Oxygen free radical activity during live E. coli septic shock in the dog

Free radicals generated during purine catabolism or by activated granulocytes cause tissue injury by peroxidation of lipid membranes. In a canine model of sepsis initiated by intravenous live Escherichia coli, fluorescent products of lipid peroxidation (FP) were measured in serum. Four groups, of five dogs infused with 10⁹E. coli/kg were analyzed -I: no further treatment; II: prior depletion of granulocytes with a cytotoxic antibody; III: pre-treatment with superoxide dismutase and catalase; and IV: resuscitation after bacterial infusion to maintain cardiac output > 80% of pre-bacteremic levels. In Groups I, II, and III, cardiac output fell to < 50% of baseline within 1 hr and remained there throughout the study.
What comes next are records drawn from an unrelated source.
#![forbid(unsafe_code)]
//! seqop: map, select, inject, group, sort and shuffle over owned sequences.
//!
//! ```
//! use seqop::SeqOp;
//!
//! let evens = SeqOp::new((1..=10).collect::<Vec<i32>>()).select(|v| v % 2 == 0);
//! assert_eq!(evens.as_slice(), &[2, 4, 6, 8, 10]);
//! assert_eq!(evens.inject(0, |acc, v| acc + v), 30);
//! ```

pub use seqop_core;
pub use seqop_operators;

pub use seqop_core::prelude::*;
pub use seqop_operators::{
    DynData, DynFn, DynGroups, DynSeq, GroupMap, OpError, OrderAdapter, Sequence, SeqOp,
    SliceAdapter, Value,
};
//! In-place Fisher–Yates shuffle over a `Sequence`.

use seqop_core::random::RandomSource;

use crate::traits::Sequence;

/// Walk `i` from the last index down to 1, draw `j` uniformly from `[0, i]`
/// and swap when the two differ. Uniform given a uniform source;
/// reproducible given a deterministic one.
pub fn fisher_yates<S, R>(data: &mut S, rng: &mut R)
where
    S: Sequence + ?Sized,
    R: RandomSource + ?Sized,
{
    let n = data.len();
    for i in (1..n).rev() {
        let j = rng.next_in_range(i + 1);
        if i != j {
            data.swap(i, j);
        }
    }
}
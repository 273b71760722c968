//! Statically typed operator: map/select/any/all/inject/group_by/copy.


use seqop_operators::{GroupMap, SeqOp, Sequence};
use test_data_gen::{is_even, one_to_ten, sum, twice};

#[test]
fn test_map_int() {
    let actual = SeqOp::new(vec![2, 4]).map(twice).map(twice);
    assert_eq!(actual.into_inner(), vec![8, 16]);
}

#[test]
fn test_map_changes_element_type() {
    let actual = SeqOp::new(vec![100, 400, 1234]).map(|v: &i32| v.to_string());
    assert_eq!(actual.into_inner(), vec!["100", "400", "1234"]);
}

#[test]
fn test_map_leaves_source_untouched() {
    let src = SeqOp::new(one_to_ten());
    let doubled = src.map(twice);
    assert_eq!(src.as_slice(), one_to_ten().as_slice());
    assert_eq!(doubled.len(), src.len());
    for (d, s) in doubled.iter().zip(src.iter()) {
        assert_eq!(*d, twice(s));
    }
}

#[test]
fn test_map_empty() {
    let empty: SeqOp<i32> = SeqOp::default();
    assert!(empty.map(twice).is_empty());
}

#[test]
fn test_select() {
    let actual = SeqOp::new(one_to_ten()).select(is_even);
    assert_eq!(actual.as_slice(), &[2, 4, 6, 8, 10]);
}

#[test]
fn test_select_none() {
    let actual = SeqOp::new(vec![1, 3, 5]).select(is_even);
    assert!(actual.is_empty());
}

#[test]
fn test_any() {
    assert!(SeqOp::new(one_to_ten()).any(is_even));
    assert!(!SeqOp::new(vec![1, 3, 5, 7, 9]).any(is_even));
    assert!(!SeqOp::<i32>::default().any(|_| true));
}

#[test]
fn test_all() {
    assert!(SeqOp::new(vec![2, 4, 6, 8, 10]).all(is_even));
    assert!(!SeqOp::new(one_to_ten()).all(is_even));
    assert!(SeqOp::<i32>::default().all(|_| false));
}

#[test]
fn test_any_short_circuits() {
    let mut visited = 0;
    let found = SeqOp::new(one_to_ten()).any(|v| {
        visited += 1;
        *v == 3
    });
    assert!(found);
    assert_eq!(visited, 3);
}

#[test]
fn test_all_short_circuits() {
    let mut visited = 0;
    let ok = SeqOp::new(one_to_ten()).all(|v| {
        visited += 1;
        *v < 2
    });
    assert!(!ok);
    assert_eq!(visited, 2);
}

#[test]
fn test_inject() {
    assert_eq!(SeqOp::new(one_to_ten()).inject(0, sum), 55);
}

#[test]
fn test_inject_is_left_fold() {
    let joined = SeqOp::new(vec!["a", "b", "c"]).inject(String::from(">"), |mut acc, v| {
        acc.push_str(v);
        acc
    });
    assert_eq!(joined, ">abc");

    // Non-associative step exposes the fold direction: ((10 - 1) - 2) - 3
    assert_eq!(SeqOp::new(vec![1, 2, 3]).inject(10, |acc, v| acc - v), 4);
}

#[test]
fn test_inject_empty_returns_init() {
    assert_eq!(SeqOp::<i32>::default().inject(7, sum), 7);
}

#[test]
fn test_group_by() {
    let actual = SeqOp::new(one_to_ten()).group_by(is_even);

    let mut expected = GroupMap::new();
    for v in [1, 2, 3, 4, 5, 6, 7, 8, 9, 10] {
        expected.push(v % 2 == 0, v);
    }
    assert_eq!(actual, expected);
    assert_eq!(actual.get(&true), Some(&[2, 4, 6, 8, 10][..]));
    assert_eq!(actual.get(&false), Some(&[1, 3, 5, 7, 9][..]));
    // 1 is seen before 2.
    assert_eq!(actual.keys().copied().collect::<Vec<_>>(), vec![false, true]);
}

#[test]
fn test_group_by_first_seen_key_order() {
    let words = SeqOp::new(vec!["pear", "apple", "plum", "avocado", "kiwi", "peach"]);
    let by_initial = words.group_by(|w| w.chars().next());

    let order: Vec<_> = by_initial.keys().copied().collect();
    assert_eq!(order, vec![Some('p'), Some('a'), Some('k')]);
    assert_eq!(by_initial.get(&Some('p')), Some(&["pear", "plum", "peach"][..]));
    assert_eq!(by_initial.len(), 3);
}

#[test]
fn test_group_by_serializes_in_key_order() {
    let groups = SeqOp::new(one_to_ten()).group_by(|v| v % 3);
    let json = serde_json::to_string(&groups).expect("serialize groups");
    assert_eq!(json, r#"{"1":[1,4,7,10],"2":[2,5,8],"0":[3,6,9]}"#);
}

#[test]
fn test_group_by_empty() {
    let groups = SeqOp::<i32>::default().group_by(is_even);
    assert!(groups.is_empty());
}

#[test]
fn test_copy() {
    let mut src = SeqOp::new(one_to_ten());
    let dst = src.copy();
    assert_eq!(src, dst);

    src.sort(|a, b| a > b);
    assert_eq!(dst.as_slice(), one_to_ten().as_slice());
    assert_ne!(src, dst);
}

#[test]
fn test_len() {
    let src = one_to_ten();
    assert_eq!(Sequence::len(src.as_slice()), 10);
}

#[test]
fn test_swap() {
    let mut src = vec![1, 2, 3];
    Sequence::swap(src.as_mut_slice(), 0, 1);
    assert_eq!(src, vec![2, 1, 3]);
}

#[test]
fn test_chaining_returns_same_operator() {
    let mut op = SeqOp::new(vec![3, 1, 2]);
    let len = op.sort(|a, b| a < b).len();
    assert_eq!(len, 3);
    assert_eq!(op.as_slice(), &[1, 2, 3]);

    op.sort(|a, b| a > b).sort(|a, b| a < b);
    assert_eq!(op.as_slice(), &[1, 2, 3]);
}

#[test]
fn test_collect_and_iterate() {
    let op: SeqOp<i32> = (1..=3).collect();
    let doubled: Vec<i32> = op.into_iter().map(|v| v * 2).collect();
    assert_eq!(doubled, vec![2, 4, 6]);
}
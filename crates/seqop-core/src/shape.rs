//! Runtime descriptors of function signatures.
//!
//! The statically typed operator never needs these: the compiler checks every
//! closure against the element type. The type-erased operator records a
//! `FnShape` for each supplied function and checks it with the methods below
//! before it visits a single element.

use std::any::{type_name, TypeId};
use std::fmt;

use thiserror::Error;

/// Identity of a concrete type plus a readable name for diagnostics.
///
/// Equality is by `TypeId` only; the name is informational.
#[derive(Debug, Clone, Copy)]
pub struct TypeTag {
    id: TypeId,
    name: &'static str,
}

impl TypeTag {
    pub fn of<T: 'static>() -> Self {
        Self {
            id: TypeId::of::<T>(),
            name: type_name::<T>(),
        }
    }

    pub fn id(&self) -> TypeId {
        self.id
    }

    pub fn name(&self) -> &'static str {
        self.name
    }

    pub fn is<T: 'static>(&self) -> bool {
        self.id == TypeId::of::<T>()
    }
}

impl PartialEq for TypeTag {
    fn eq(&self, other: &Self) -> bool {
        self.id == other.id
    }
}

impl Eq for TypeTag {}

impl fmt::Display for TypeTag {
    fn fmt(&self, f: &mut fmt::Formatter<'_>) -> fmt::Result {
        f.write_str(self.name)
    }
}

/// A supplied function does not have the shape an operation requires.
#[derive(Debug, Clone, PartialEq, Eq, Error)]
pub enum ShapeError {
    #[error("number of arguments must be {expected}, found {found}")]
    Arity { expected: usize, found: usize },

    #[error("argument {index} must be `{expected}`, found `{found}`")]
    Param {
        index: usize,
        expected: TypeTag,
        found: TypeTag,
    },

    #[error("return value must be `{expected}`, found `{found}`")]
    Return { expected: TypeTag, found: TypeTag },

    #[error("initial accumulator is `{found}` but the step function folds into `{expected}`")]
    Accumulator { expected: TypeTag, found: TypeTag },
}

/// Parameter and return types of a function.
#[derive(Debug, Clone, PartialEq, Eq)]
pub struct FnShape {
    params: Vec<TypeTag>,
    ret: TypeTag,
}

impl FnShape {
    pub fn new(params: Vec<TypeTag>, ret: TypeTag) -> Self {
        Self { params, ret }
    }

    pub fn unary<A: 'static, R: 'static>() -> Self {
        Self::new(vec![TypeTag::of::<A>()], TypeTag::of::<R>())
    }

    pub fn binary<A: 'static, B: 'static, R: 'static>() -> Self {
        Self::new(vec![TypeTag::of::<A>(), TypeTag::of::<B>()], TypeTag::of::<R>())
    }

    pub fn arity(&self) -> usize {
        self.params.len()
    }

    pub fn params(&self) -> &[TypeTag] {
        &self.params
    }

    pub fn ret(&self) -> TypeTag {
        self.ret
    }

    pub fn expect_arity(&self, expected: usize) -> Result<(), ShapeError> {
        if self.arity() != expected {
            return Err(ShapeError::Arity {
                expected,
                found: self.arity(),
            });
        }
        Ok(())
    }

    pub fn expect_param(&self, index: usize, expected: TypeTag) -> Result<(), ShapeError> {
        // Callers check arity first; a missing parameter is still an arity error.
        let found = *self.params.get(index).ok_or(ShapeError::Arity {
            expected: index + 1,
            found: self.arity(),
        })?;
        if found != expected {
            return Err(ShapeError::Param {
                index,
                expected,
                found,
            });
        }
        Ok(())
    }

    pub fn expect_return(&self, expected: TypeTag) -> Result<(), ShapeError> {
        if self.ret != expected {
            return Err(ShapeError::Return {
                expected,
                found: self.ret,
            });
        }
        Ok(())
    }

    /// `fn(T) -> _` where the return type is free (map, group_by).
    pub fn check_unary(&self, elem: TypeTag) -> Result<(), ShapeError> {
        self.expect_arity(1)?;
        self.expect_param(0, elem)
    }

    /// `fn(T) -> bool` (select, any, all).
    pub fn check_predicate(&self, elem: TypeTag) -> Result<(), ShapeError> {
        self.check_unary(elem)?;
        self.expect_return(TypeTag::of::<bool>())
    }

    /// `fn(T2, T) -> T2` with `init: T2` (inject).
    pub fn check_fold(&self, init: TypeTag, elem: TypeTag) -> Result<(), ShapeError> {
        self.expect_arity(2)?;
        let acc = self.params[0];
        if init != acc {
            return Err(ShapeError::Accumulator {
                expected: acc,
                found: init,
            });
        }
        self.expect_return(acc)?;
        self.expect_param(1, elem)
    }

    /// `fn(T, T) -> bool` (sort, stable_sort).
    pub fn check_less(&self, elem: TypeTag) -> Result<(), ShapeError> {
        self.expect_arity(2)?;
        self.expect_param(0, elem)?;
        self.expect_param(1, elem)?;
        self.expect_return(TypeTag::of::<bool>())
    }
}

impl fmt::Display for FnShape {
    fn fmt(&self, f: &mut fmt::Formatter<'_>) -> fmt::Result {
        f.write_str("fn(")?;
        for (i, p) in self.params.iter().enumerate() {
            if i > 0 {
                f.write_str(", ")?;
            }
            write!(f, "{p}")?;
        }
        write!(f, ") -> {}", self.ret)
    }
}
//! Uniform integer sources for shuffling.
//!
//! Any `rand::Rng` works out of the box. `Scripted` replays fixed draws, which
//! makes a shuffle reproducible without depending on a generator's stream.

use rand::Rng;

/// A source of uniformly distributed integers.
pub trait RandomSource {
    /// Draw an integer in `[0, n)`. Callers never pass `n == 0`.
    fn next_in_range(&mut self, n: usize) -> usize;
}

impl<R: Rng> RandomSource for R {
    fn next_in_range(&mut self, n: usize) -> usize {
        self.random_range(0..n)
    }
}

/// Replays a fixed list of draws, cycling when exhausted.
///
/// Each draw is reduced modulo the requested bound so the result always lies
/// in range. An empty script always yields 0.
#[derive(Debug, Clone, Default)]
pub struct Scripted {
    draws: Vec<usize>,
    cursor: usize,
}

impl Scripted {
    pub fn new(draws: Vec<usize>) -> Self {
        Self { draws, cursor: 0 }
    }

    /// Number of draws consumed so far.
    pub fn consumed(&self) -> usize {
        self.cursor
    }
}

impl RandomSource for Scripted {
    fn next_in_range(&mut self, n: usize) -> usize {
        if self.draws.is_empty() {
            self.cursor += 1;
            return 0;
        }
        let draw = self.draws[self.cursor % self.draws.len()];
        self.cursor += 1;
        draw % n
    }
}
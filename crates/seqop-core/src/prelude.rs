//! Convenient re-exports for downstream crates.

pub use crate::config::SeqConfig;
pub use crate::error::{Error, Result};
pub use crate::random::{RandomSource, Scripted};
pub use crate::shape::{FnShape, ShapeError, TypeTag};
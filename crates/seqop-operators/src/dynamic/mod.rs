//! Type-erased operator.
//!
//! `DynSeq` stores its elements as `Value`s together with the element
//! `TypeTag`; functions arrive as `DynFn`s that carry their `FnShape`. Each
//! function-taking operation checks the shape against the element type first
//! and returns `OpError::Contract` on a mismatch, before any element is
//! visited. Nothing is ever coerced.

mod func;
mod groups;
mod seq;
mod value;

pub use func::DynFn;
pub use groups::DynGroups;
pub use seq::DynSeq;
pub use value::{DynData, Value};

use seqop_core::shape::ShapeError;

use crate::traits::OpError;

/// Map a failed shape check to a contract violation for `op`.
pub(crate) fn guard(op: &'static str, check: Result<(), ShapeError>) -> Result<(), OpError> {
    check.map_err(|source| {
        #[cfg(feature = "tracing")]
        tracing::debug!(op, error = %source, "rejected function shape");
        OpError::Contract { op, source }
    })
}
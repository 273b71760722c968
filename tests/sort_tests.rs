//! Sorting through the order adapter: unstable, stable, and custom adapters.


use seqop_core::config::SeqConfig;
use seqop_operators::sort;
use seqop_operators::{OrderAdapter, SeqOp, Sequence, SliceAdapter};
use test_data_gen::{indices_ascend_within_keys, keyed_pairs, one_to_ten};

fn ascending(a: &i32, b: &i32) -> bool {
    a < b
}

#[test]
fn test_sort() {
    let src = SeqOp::new(vec![1, 2, 3, 4, 5, 10, 9, 8, 7, 6]);
    let actual = src.copy().sorted(ascending);
    assert_eq!(actual.into_inner(), one_to_ten());
    // The source was copied first, so it keeps its order.
    assert_eq!(src.as_slice(), &[1, 2, 3, 4, 5, 10, 9, 8, 7, 6]);
}

#[test]
fn test_sort_in_place_descending() {
    let mut op = SeqOp::new(one_to_ten());
    op.sort(|a, b| a > b);
    assert_eq!(op.as_slice(), &[10, 9, 8, 7, 6, 5, 4, 3, 2, 1]);
    assert!(op.is_sorted(|a, b| a > b));
    assert!(!op.is_sorted(ascending));
}

#[test]
fn test_sort_empty_and_single() {
    let mut empty = SeqOp::<i32>::default();
    empty.sort(ascending).stable_sort(ascending);
    assert!(empty.is_empty());

    let mut one = SeqOp::new(vec![42]);
    one.sort(ascending).stable_sort(ascending);
    assert_eq!(one.as_slice(), &[42]);
}

#[test]
fn test_sort_many_duplicates() {
    let mut values: Vec<i32> = (0..500).map(|i| (i * 7919) % 5).collect();
    let mut op = SeqOp::new(values.clone());
    op.sort(ascending);
    values.sort();
    assert_eq!(op.into_inner(), values);
}

#[test]
fn test_sort_large_reverse_input() {
    let mut op: SeqOp<i32> = (0..2_000).rev().collect();
    op.sort(ascending);
    assert_eq!(op.into_inner(), (0..2_000).collect::<Vec<_>>());
}

#[test]
fn test_sort_by_key() {
    let mut words = SeqOp::new(vec!["ccc", "a", "bb", "dddd"]);
    words.sort_by_key(|w| w.len());
    assert_eq!(words.as_slice(), &["a", "bb", "ccc", "dddd"]);
}

#[test]
fn test_stable_sort_keeps_equal_keys_in_input_order() {
    let pairs = keyed_pairs(300, 7);
    let mut op = SeqOp::new(pairs);
    op.stable_sort(|a, b| a.0 < b.0);

    assert!(op.is_sorted(|a, b| a.0 < b.0));
    assert!(indices_ascend_within_keys(op.as_slice()));
    assert_eq!(op.len(), 300);
}

#[test]
fn test_stable_sort_by_key() {
    let mut people = SeqOp::new(vec![("bob", 30), ("amy", 25), ("cat", 30), ("dan", 25)]);
    people.stable_sort_by_key(|p| p.1);
    assert_eq!(
        people.as_slice(),
        &[("amy", 25), ("dan", 25), ("bob", 30), ("cat", 30)]
    );
}

#[test]
fn test_stable_sort_with_tiny_blocks() {
    let cfg = SeqConfig {
        stable_block_size: 1,
        ..SeqConfig::default()
    };
    let mut op = SeqOp::new(keyed_pairs(257, 4));
    op.stable_sort_with(&cfg, |a, b| a.0 < b.0);
    assert!(op.is_sorted(|a, b| a.0 < b.0));
    assert!(indices_ascend_within_keys(op.as_slice()));
}

#[test]
fn test_sort_with_custom_insertion_threshold() {
    for threshold in [1, 3, 64] {
        let cfg = SeqConfig {
            insertion_threshold: threshold,
            ..SeqConfig::default()
        };
        let mut op: SeqOp<i32> = (0..200).map(|i| (i * 37) % 101).collect();
        op.sort_with(&cfg, ascending);
        assert!(op.is_sorted(ascending), "threshold {threshold}");
        assert_eq!(op.len(), 200);
    }
}

#[test]
fn test_slice_adapter_with_generic_routines() {
    let mut items = vec![5, 3, 9, 1];
    let mut adapter = SliceAdapter::new(&mut items, ascending);
    assert!(!sort::is_sorted(&mut adapter));
    sort::unstable(&mut adapter, &SeqConfig::default());
    assert!(sort::is_sorted(&mut adapter));
    assert_eq!(items, vec![1, 3, 5, 9]);
}

/// Two parallel columns sorted together by the first one.
struct Columns {
    keys: Vec<i64>,
    labels: Vec<&'static str>,
}

impl Sequence for Columns {
    fn len(&self) -> usize {
        self.keys.len()
    }

    fn swap(&mut self, i: usize, j: usize) {
        self.keys.swap(i, j);
        self.labels.swap(i, j);
    }
}

impl OrderAdapter for Columns {
    fn less(&mut self, i: usize, j: usize) -> bool {
        self.keys[i] < self.keys[j]
    }
}

#[test]
fn test_custom_adapter_sorts_parallel_columns() {
    let mut cols = Columns {
        keys: vec![3, 1, 2, 1],
        labels: vec!["c", "a1", "b", "a2"],
    };
    sort::stable(&mut cols, &SeqConfig::default());
    assert_eq!(cols.keys, vec![1, 1, 2, 3]);
    assert_eq!(cols.labels, vec!["a1", "a2", "b", "c"]);
}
FP in Groups I and II rose to > 200% of baseline (P<.02 and <.03). In Groups III and IV, FP did not rise significantly from baseline. The rise in serum FP and the prevention of this rise by pre-treatment with antioxidants indicate generation of oxygen radicals. Their presence had no effect on hemodynamic parameters. Granulocyte depletion did not alter appearance of FP; however, prevention of low cardiac output blocked FP formation. These data suggest that oxygen free radicals were generated by tissue ischemia, rather than by granulocytes, in this model of septic shock.